This information is part of the Calling on Government for a Freeze on GM campaign. View the campaign.
The GM Freeze campaign is an alliance of national organisations who share the public's deep concern over the speed at which GM is being introduced into food and farming. The campaign calls an immediate review of huge implications of this new technology and the questions that remain to be answered about its safety and impact.
Why a GM Freeze?
Genetic modification has the potential to cause massive social, economic and environmental effects worldwide. Some imported foods with genetically modified (GM) ingredients were introduced into the UK in the late 1990s without any public consultation and without labelling. Widespread public concern followed and as a result of consumer pressure UK supermarkets and food processors largely removed GM ingredients from their own-brand products. Despite the fact that most consumers do not want to eat GM food and the many outstanding questions about it's long-term effects, the British Government has given the go-ahead for the commercial growing of GM maize in the UK and consistently votes in favour of the approval of new GM products at the European Union. Patents are being granted which give monopoly control of the world's genetic resources for food and farming to private corporations. Only the refusal of shoppers to buy GM food in the late 1990s prevented an avalanche of products reaching supermarket shelves.
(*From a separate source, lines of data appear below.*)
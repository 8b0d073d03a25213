//! Shared fixtures for unit tests

use crate::core::types::Vec3;
use crate::math::Aabb;
use crate::streaming::fetch::MeshGeometry;
use crate::streaming::manifest::{LevelRecord, ObjectRecord};
use crate::streaming::object::StreamableObject;

/// Unit cube geometry summary
pub(crate) fn cube_geometry() -> MeshGeometry {
    MeshGeometry {
        vertex_count: 8,
        triangle_count: 12,
        local_bounds: Aabb::from_center_half_extent(Vec3::ZERO, Vec3::splat(0.5)),
        surface_area: 6.0,
    }
}

/// Degenerate zero-extent geometry
pub(crate) fn point_geometry() -> MeshGeometry {
    MeshGeometry {
        vertex_count: 1,
        triangle_count: 0,
        local_bounds: Aabb::from_center_half_extent(Vec3::ZERO, Vec3::ZERO),
        surface_area: 0.0,
    }
}

/// Object record with explicit per-level (size, distortion) pairs
pub(crate) fn record_with_levels(
    name: &str,
    position: [f32; 3],
    levels: &[(u64, f32)],
) -> ObjectRecord {
    ObjectRecord {
        name: name.to_string(),
        position,
        rotation: [0.0, 0.0, 0.0, 1.0],
        scale: 1.0,
        levels: levels
            .iter()
            .enumerate()
            .map(|(i, &(size_bytes, distortion))| LevelRecord {
                file: format!("{name}_l{i}.mesh"),
                size_bytes,
                distortion,
            })
            .collect(),
    }
}

/// Single-level object record at a position
pub(crate) fn record_at(name: &str, position: [f32; 3]) -> ObjectRecord {
    record_with_levels(name, position, &[(1000, 0.1)])
}

/// Object with level 0 already displayed (unit cube), no I/O involved
pub(crate) fn loaded_object(record: &ObjectRecord) -> StreamableObject {
    let mut object = StreamableObject::from_record(record);
    object.force_load_geometry(0, cube_geometry());
    object
}

/// Write a cube-geometry summary file for every level of a record
pub(crate) fn write_levels(dir: &std::path::Path, record: &ObjectRecord) {
    let bytes = serde_json::to_vec(&cube_geometry()).unwrap();
    for level in &record.levels {
        std::fs::write(dir.join(&level.file), &bytes).unwrap();
    }
}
However, the threat of poorly tested GM food and feed imports remains and constant vigilance is needed to ensure there is no creeping GM contamination in our food chain.
Biotechnology companies claim that genetic modification will "improve" our food, increase crop yields and even reduce the use of chemicals on farmland. But the need for the technology has not been proven and so far there is no convincing evidence of any "benefits" other than the profits being made by the biotech industry itself. Genetic modification has dominated research and development to the extent that viable alternatives such as organic or other forms of sustainable farming have been neglected.